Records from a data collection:
*****

use chrono::Utc;
use rusqlite::{params, OptionalExtension, Row};
use toolgrid_types::{
    DeliveryStats, DeliveryStatus, SubscriptionId, WebhookDelivery, WebhookSubscription,
};

use super::db::{time, Db, StorageError, StorageResult};
use super::servers::{json_err, parse_id};

#[derive(Clone)]
pub struct WebhookStore {
    db: Db,
}

impl WebhookStore {
    pub fn new(db: Db) -> Self {
        Self { db }
    }

    pub fn insert_subscription(&self, sub: &WebhookSubscription) -> StorageResult<()> {
        self.db.with_conn(|conn| {
            conn.execute(
                "INSERT INTO webhook_subscriptions
                 (id, name, url, events, secret, enabled, server_filter,
                  retry_count, retry_delay_ms, timeout_ms, created_at)
                 VALUES (?1, ?2, ?3, ?4, ?5, ?6, ?7, ?8, ?9, ?10, ?11)",
                params![
                    sub.id.as_ref(),
                    sub.name,
                    sub.url,
                    serde_json::to_string(&sub.events).unwrap(),
                    sub.secret,
                    sub.enabled,
                    serde_json::to_string(&sub.server_filter).unwrap(),
                    sub.retry_count,
                    sub.retry_delay_ms as i64,
                    sub.timeout_ms as i64,
                    time::to_sql(Utc::now()),
                ],
            )
        })?;
        Ok(())
    }

    pub fn update_subscription(&self, sub: &WebhookSubscription) -> StorageResult<()> {
        let changed = self.db.with_conn(|conn| {
            conn.execute(
                "UPDATE webhook_subscriptions SET
                 name = ?2, url = ?3, events = ?4, secret = ?5, enabled = ?6,
                 server_filter = ?7, retry_count = ?8, retry_delay_ms = ?9, timeout_ms = ?10
                 WHERE id = ?1",
                params![
                    sub.id.as_ref(),
                    sub.name,
                    sub.url,
                    serde_json::to_string(&sub.events).unwrap(),
                    sub.secret,
                    sub.enabled,
                    serde_json::to_string(&sub.server_filter).unwrap(),
                    sub.retry_count,
                    sub.retry_delay_ms as i64,
                    sub.timeout_ms as i64,
                ],
            )
        })?;
        if changed == 0 {
            return Err(StorageError::NotFound(format!("subscription {}", sub.id)));
        }
        Ok(())
    }

    pub fn delete_subscription(&self, id: &SubscriptionId) -> StorageResult<bool> {
        let deleted = self.db.with_conn(|conn| {
            conn.execute(
                "DELETE FROM webhook_subscriptions WHERE id = ?1",
                [id.as_ref()],
            )
        })?;
        Ok(deleted > 0)
    }

    pub fn get_subscription(&self, id: &SubscriptionId) -> StorageResult<Option<WebhookSubscription>> {
        self.db.with_conn(|conn| {
            conn.query_row(
                "SELECT id, name, url, events, secret, enabled, server_filter,
                        retry_count, retry_delay_ms, timeout_ms
                 FROM webhook_subscriptions WHERE id = ?1",
                [id.as_ref()],
                row_to_subscription,
            )
            .optional()
        })
    }

    pub fn list_subscriptions(&self) -> StorageResult<Vec<WebhookSubscription>> {
        self.db.with_conn(|conn| {
            let mut stmt = conn.prepare(
                "SELECT id, name, url, events, secret, enabled, server_filter,
                        retry_count, retry_delay_ms, timeout_ms
                 FROM webhook_subscriptions ORDER BY name",
            )?;
            let rows = stmt.query_map([], row_to_subscription)?;
            rows.collect()
        })
    }

    pub fn enabled_subscriptions(&self) -> StorageResult<Vec<WebhookSubscription>> {
        Ok(self
            .list_subscriptions()?
            .into_iter()
            .filter(|s| s.enabled)
            .collect())
    }

    pub fn insert_delivery(&self, delivery: &WebhookDelivery) -> StorageResult<()> {
        self.db.with_conn(|conn| {
            conn.execute(
                "INSERT INTO webhook_deliveries
                 (id, subscription_id, event, payload, status, status_code, response_body,
                  error, attempt, created_at)
                 VALUES (?1, ?2, ?3, ?4, ?5, ?6, ?7, ?8, ?9, ?10)",
                params![
                    delivery.id.as_ref(),
                    delivery.subscription_id.as_ref(),
                    delivery.event,
                    serde_json::to_string(&delivery.payload).unwrap(),
                    delivery.status.as_str(),
                    delivery.status_code,
                    delivery.response_body,
                    delivery.error,
                    delivery.attempt,
                    time::to_sql(delivery.created_at),
                ],
            )
        })?;
        Ok(())
    }

    pub fn update_delivery(&self, delivery: &WebhookDelivery) -> StorageResult<()> {
        self.db.with_conn(|conn| {
            conn.execute(
                "UPDATE webhook_deliveries SET
                 status = ?2, status_code = ?3, response_body = ?4, error = ?5, attempt = ?6
                 WHERE id = ?1",
                params![
                    delivery.id.as_ref(),
                    delivery.status.as_str(),
                    delivery.status_code,
                    delivery.response_body,
                    delivery.error,
                    delivery.attempt,
                ],
            )
        })?;
        Ok(())
    }

    pub fn list_deliveries(
        &self,
        subscription_id: Option<&SubscriptionId>,
        limit: u32,
        offset: u32,
    ) -> StorageResult<Vec<WebhookDelivery>> {
        self.db.with_conn(|conn| match subscription_id {
            Some(id) => {
                let mut stmt = conn.prepare(
                    "SELECT id, subscription_id, event, payload, status, status_code,
                            response_body, error, attempt, created_at
                     FROM webhook_deliveries WHERE subscription_id = ?1
                     ORDER BY created_at DESC LIMIT ?2 OFFSET ?3",
                )?;
                let rows = stmt.query_map(params![id.as_ref(), limit, offset], row_to_delivery)?;
                rows.collect()
            }
            None => {
                let mut stmt = conn.prepare(
                    "SELECT id, subscription_id, event, payload, status, status_code,
                            response_body, error, attempt, created_at
                     FROM webhook_deliveries ORDER BY created_at DESC LIMIT ?1 OFFSET ?2",
                )?;
                let rows = stmt.query_map(params![limit, offset], row_to_delivery)?;
                rows.collect()
            }
        })
    }

    pub fn delivery_stats(&self) -> StorageResult<DeliveryStats> {
        self.db.with_conn(|conn| {
            let mut stats = DeliveryStats::default();
            let mut stmt =
                conn.prepare("SELECT status, COUNT(*) FROM webhook_deliveries GROUP BY status")?;
            let rows = stmt.query_map([], |row| {
                Ok((row.get::<_, String>(0)?, row.get::<_, i64>(1)? as u64))
            })?;
            for row in rows {
                let (status, count) = row?;
                stats.total += count;
                match status.as_str() {
                    "pending" => stats.pending = count,
                    "success" => stats.success = count,
                    "failed" => stats.failed = count,
                    _ => {}
                }
            }
            Ok(stats)
        })
    }
}

fn row_to_subscription(row: &Row<'_>) -> rusqlite::Result<WebhookSubscription> {
    let events: String = row.get(3)?;
    let server_filter: String = row.get(6)?;
    Ok(WebhookSubscription {
        id: parse_id(row, 0)?,
        name: row.get(1)?,
        url: row.get(2)?,
        events: serde_json::from_str(&events).map_err(|e| json_err(3, e))?,
        secret: row.get(4)?,
        enabled: row.get(5)?,
        server_filter: serde_json::from_str(&server_filter).map_err(|e| json_err(6, e))?,
        retry_count: row.get(7)?,
        retry_delay_ms: row.get::<_, i64>(8)? as u64,
        timeout_ms: row.get::<_, i64>(9)? as u64,
    })
}

fn row_to_delivery(row: &Row<'_>) -> rusqlite::Result<WebhookDelivery> {
    let payload: String = row.get(3)?;
    let status: String = row.get(4)?;
    Ok(WebhookDelivery {
        id: parse_id(row, 0)?,
        subscription_id: parse_id(row, 1)?,
        event: row.get(2)?,
        payload: serde_json::from_str(&payload).map_err(|e| json_err(3, e))?,
        status: status.parse().unwrap_or(DeliveryStatus::Failed),
        status_code: row.get(5)?,
        response_body: row.get(6)?,
        error: row.get(7)?,
        attempt: row.get(8)?,
        created_at: time::from_sql(&row.get::<_, String>(9)?),
    })
}

#[cfg(test)]
mod tests {
    use super::*;
    use crate::storage::migrations;
    use serde_json::json;
    use toolgrid_types::DeliveryId;

    fn store() -> WebhookStore {
        let db = Db::open_in_memory().unwrap();
        migrations::apply(&db).unwrap();
        WebhookStore::new(db)
    }

    fn subscription() -> WebhookSubscription {
        WebhookSubscription {
            id: SubscriptionId::generate(),
            name: "ops".to_string(),
            url: "http://localhost:9999/hook".to_string(),
            events: vec!["server.connected".to_string()],
            secret: Some("shh".to_string()),
            enabled: true,
            server_filter: Vec::new(),
            retry_count: 3,
            retry_delay_ms: 10,
            timeout_ms: 5000,
        }
    }

    #[test]
    fn subscription_crud() {
        let store = store();
        let mut sub = subscription();
        store.insert_subscription(&sub).unwrap();

        assert_eq!(store.list_subscriptions().unwrap().len(), 1);

        sub.enabled = false;
        store.update_subscription(&sub).unwrap();
        assert!(store.enabled_subscriptions().unwrap().is_empty());

        assert!(store.delete_subscription(&sub.id).unwrap());
        assert!(store.get_subscription(&sub.id).unwrap().is_none());
    }

    #[test]
    fn delivery_stats_aggregate_by_status() {
        let store = store();
        let sub = subscription();
        store.insert_subscription(&sub).unwrap();

        for (i, status) in [
            DeliveryStatus::Success,
            DeliveryStatus::Success,
            DeliveryStatus::Failed,
        ]
        .iter()
        .enumerate()
        {
            store
                .insert_delivery(&WebhookDelivery {
                    id: DeliveryId::generate(),
                    subscription_id: sub.id.clone(),
                    event: "server.connected".to_string(),
                    payload: json!({"n": i}),
                    status: *status,
                    status_code: Some(200),
                    response_body: None,
                    error: None,
                    attempt: 1,
                    created_at: Utc::now(),
                })
                .unwrap();
        }

        let stats = store.delivery_stats().unwrap();
        assert_eq!(stats.total, 3);
        assert_eq!(stats.success, 2);
        assert_eq!(stats.failed, 1);
    }
}
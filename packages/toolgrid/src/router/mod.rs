use std::sync::Arc;
use std::time::Duration;

use chrono::Utc;
use futures::future::join_all;
use serde::Serialize;
use serde_json::Value;
use tracing::instrument;
use utoipa::ToSchema;

use toolgrid_types::{
    AuditEntry, ErrorCode, GatewayEvent, RequestContext, ServerId, UsageRecord,
};

use crate::admission::breaker::CircuitBreakers;
use crate::admission::rate_limit::{Decision, RateLimiter};
use crate::events::EventBus;
use crate::pool::ConnectionPool;
use crate::registry::Registries;
use crate::storage::audit::AuditStore;
use crate::storage::usage::UsageStore;
use utils::telemetry::RouterMetrics;

/// Result of one routed invocation. Admission denials carry the code and
/// a retry hint; upstream errors are wrapped, never passed through raw.
#[derive(Debug, Clone, Serialize, ToSchema)]
#[serde(rename_all = "camelCase")]
pub struct InvokeOutcome {
    pub success: bool,
    pub tool_name: String,
    #[serde(skip_serializing_if = "Option::is_none")]
    pub data: Option<Value>,
    #[serde(skip_serializing_if = "Option::is_none")]
    pub error: Option<String>,
    #[serde(skip_serializing_if = "Option::is_none")]
    pub code: Option<ErrorCode>,
    pub duration_ms: u64,
    #[serde(skip_serializing_if = "Option::is_none")]
    pub rate_limit: Option<Decision>,
    #[serde(skip_serializing_if = "Option::is_none")]
    pub retry_after_ms: Option<u64>,
}

impl InvokeOutcome {
    fn denied(tool_name: &str, code: ErrorCode, error: impl Into<String>, started: chrono::DateTime<Utc>) -> Self {
        Self {
            success: false,
            tool_name: tool_name.to_string(),
            data: None,
            error: Some(error.into()),
            code: Some(code),
            duration_ms: elapsed_ms(started),
            rate_limit: None,
            retry_after_ms: None,
        }
    }
}

/// One item of a batch invocation.
#[derive(Debug, Clone, serde::Deserialize, ToSchema)]
#[serde(rename_all = "camelCase")]
pub struct BatchItem {
    pub name: String,
    #[serde(default)]
    pub params: Value,
}

/// The single entry point from the API into upstream tool calls:
/// resolve, admit, consume, dispatch, record.
#[derive(Clone)]
pub struct Router {
    registries: Arc<Registries>,
    breakers: Arc<CircuitBreakers>,
    limiter: Arc<RateLimiter>,
    pool: ConnectionPool,
    events: Arc<EventBus>,
    audit: AuditStore,
    usage: UsageStore,
    metrics: RouterMetrics,
}

impl Router {
    #[allow(clippy::too_many_arguments)]
    pub fn new(
        registries: Arc<Registries>,
        breakers: Arc<CircuitBreakers>,
        limiter: Arc<RateLimiter>,
        pool: ConnectionPool,
        events: Arc<EventBus>,
        audit: AuditStore,
        usage: UsageStore,
        metrics: RouterMetrics,
    ) -> Self {
        Self {
            registries,
            breakers,
            limiter,
            pool,
            events,
            audit,
            usage,
            metrics,
        }
    }

    #[instrument(level = "debug", skip(self, ctx, params), fields(subsys = "Router", request = %ctx.request_id))]
    pub async fn invoke(&self, ctx: &RequestContext, name: &str, params: Value) -> InvokeOutcome {
        let started = Utc::now();

        let Some(entry) = self.registries.tools.find(name) else {
            self.metrics.increment_total_invocations("denied");
            return InvokeOutcome::denied(name, ErrorCode::NotFound, "Tool not found", started);
        };

        self.dispatch(ctx, &entry.server_id, name, &entry.name, params, started)
            .await
    }

    /// Skips the registry: the caller already knows which upstream and
    /// which local tool name.
    #[instrument(level = "debug", skip(self, ctx, params), fields(subsys = "Router", request = %ctx.request_id))]
    pub async fn invoke_on_server(
        &self,
        ctx: &RequestContext,
        server_id: &ServerId,
        local_name: &str,
        params: Value,
    ) -> InvokeOutcome {
        let started = Utc::now();
        self.dispatch(ctx, server_id, local_name, local_name, params, started)
            .await
    }

    /// Runs items concurrently; results come back in input order and one
    /// failing item never cancels the others.
    pub async fn invoke_batch(
        &self,
        ctx: &RequestContext,
        items: Vec<BatchItem>,
    ) -> Vec<InvokeOutcome> {
        let futures = items.into_iter().map(|item| {
            let BatchItem { name, params } = item;
            async move { self.invoke(ctx, &name, params).await }
        });
        join_all(futures).await
    }

    async fn dispatch(
        &self,
        ctx: &RequestContext,
        server_id: &ServerId,
        qualified_name: &str,
        local_name: &str,
        params: Value,
        started: chrono::DateTime<Utc>,
    ) -> InvokeOutcome {
        if !self.breakers.admit(server_id) {
            self.metrics.increment_total_invocations("denied");
            let mut outcome = InvokeOutcome::denied(
                qualified_name,
                ErrorCode::CircuitOpen,
                "Circuit open",
                started,
            );
            outcome.retry_after_ms = self.breakers.retry_after_ms(server_id);
            return outcome;
        }

        let decision = self.limiter.consume(server_id);
        if !decision.allowed {
            self.metrics.increment_total_invocations("denied");
            let mut outcome = InvokeOutcome::denied(
                qualified_name,
                ErrorCode::RateLimited,
                "Rate limit exceeded",
                started,
            );
            outcome.retry_after_ms = decision.retry_after_ms;
            outcome.rate_limit = Some(decision);
            return outcome;
        }

        let Some(client) = self.pool.client(server_id) else {
            self.metrics.increment_total_invocations("denied");
            let mut outcome = InvokeOutcome::denied(
                qualified_name,
                ErrorCode::ServerDisconnected,
                "Server not connected",
                started,
            );
            outcome.rate_limit = Some(decision);
            return outcome;
        };

        let timeout = ctx.time_remaining().filter(|d| *d > Duration::ZERO);
        let result = client.call_tool(local_name, params, timeout).await;
        let duration_ms = elapsed_ms(started);

        match result {
            Ok(data) => {
                self.metrics.increment_total_invocations("success");
                self.breakers.record_success(server_id);
                self.registries.tools.record_usage(qualified_name);
                self.record_usage(ctx, server_id, qualified_name, duration_ms);
                self.record_audit(ctx, qualified_name, true, None, duration_ms);
                self.events.publish(GatewayEvent::ToolInvoked {
                    server_id: server_id.clone(),
                    tool_name: qualified_name.to_string(),
                    duration_ms,
                });

                InvokeOutcome {
                    success: true,
                    tool_name: qualified_name.to_string(),
                    data: Some(data),
                    error: None,
                    code: None,
                    duration_ms,
                    rate_limit: Some(decision),
                    retry_after_ms: None,
                }
            }
            Err(err) => {
                self.metrics.increment_total_invocations("error");
                self.metrics.increment_total_errors();
                self.breakers.record_failure(server_id);
                self.record_audit(ctx, qualified_name, false, Some(&err.message), duration_ms);
                self.events.publish(GatewayEvent::ToolFailed {
                    server_id: server_id.clone(),
                    tool_name: qualified_name.to_string(),
                    error: err.message.clone(),
                    duration_ms,
                });

                InvokeOutcome {
                    success: false,
                    tool_name: qualified_name.to_string(),
                    data: None,
                    error: Some(format!("Upstream call failed: {}", err.message)),
                    code: Some(err.code),
                    duration_ms,
                    rate_limit: Some(decision),
                    retry_after_ms: None,
                }
            }
        }
    }

    fn record_usage(
        &self,
        ctx: &RequestContext,
        server_id: &ServerId,
        tool_name: &str,
        duration_ms: u64,
    ) {
        let Some(api_key_id) = ctx.principal.api_key_id.clone().or_else(|| {
            // master-key calls are attributed to a reserved id
            toolgrid_types::ApiKeyId::new("master").ok()
        }) else {
            return;
        };

        let record = UsageRecord {
            id: uuid::Uuid::new_v4().simple().to_string(),
            api_key_id,
            tenant_id: ctx.principal.tenant_id.clone(),
            server_id: Some(server_id.clone()),
            tool_name: Some(tool_name.to_string()),
            action_type: "tool_call".to_string(),
            count: 1,
            tokens_used: None,
            cost_credits: None,
            duration_ms: Some(duration_ms),
            timestamp: Utc::now(),
        };
        if let Err(err) = self.usage.append(&record) {
            tracing::warn!(?err, "failed to record usage");
        }
    }

    fn record_audit(
        &self,
        ctx: &RequestContext,
        tool_name: &str,
        success: bool,
        error: Option<&str>,
        duration_ms: u64,
    ) {
        let entry = AuditEntry {
            id: uuid::Uuid::new_v4().simple().to_string(),
            timestamp: Utc::now(),
            action: "tool.invoke".to_string(),
            resource_type: "tool".to_string(),
            resource_id: Some(tool_name.to_string()),
            api_key_id: ctx.principal.api_key_id.clone(),
            tenant_id: ctx.principal.tenant_id.clone(),
            ip_address: None,
            user_agent: None,
            duration_ms: Some(duration_ms),
            success,
            details: match error {
                Some(error) => serde_json::json!({"requestId": ctx.request_id, "error": error}),
                None => serde_json::json!({"requestId": ctx.request_id}),
            },
        };
        if let Err(err) = self.audit.append(&entry) {
            tracing::warn!(?err, "failed to record audit entry");
        }
    }
}

fn elapsed_ms(started: chrono::DateTime<Utc>) -> u64 {
    (Utc::now() - started).num_milliseconds().max(0) as u64
}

*****

> [WHAT THE TASK REQUIRES]
Once you have counted every line above that contains the string "rows", give that number and nothing more.

> [EXERCISE RESULT]
8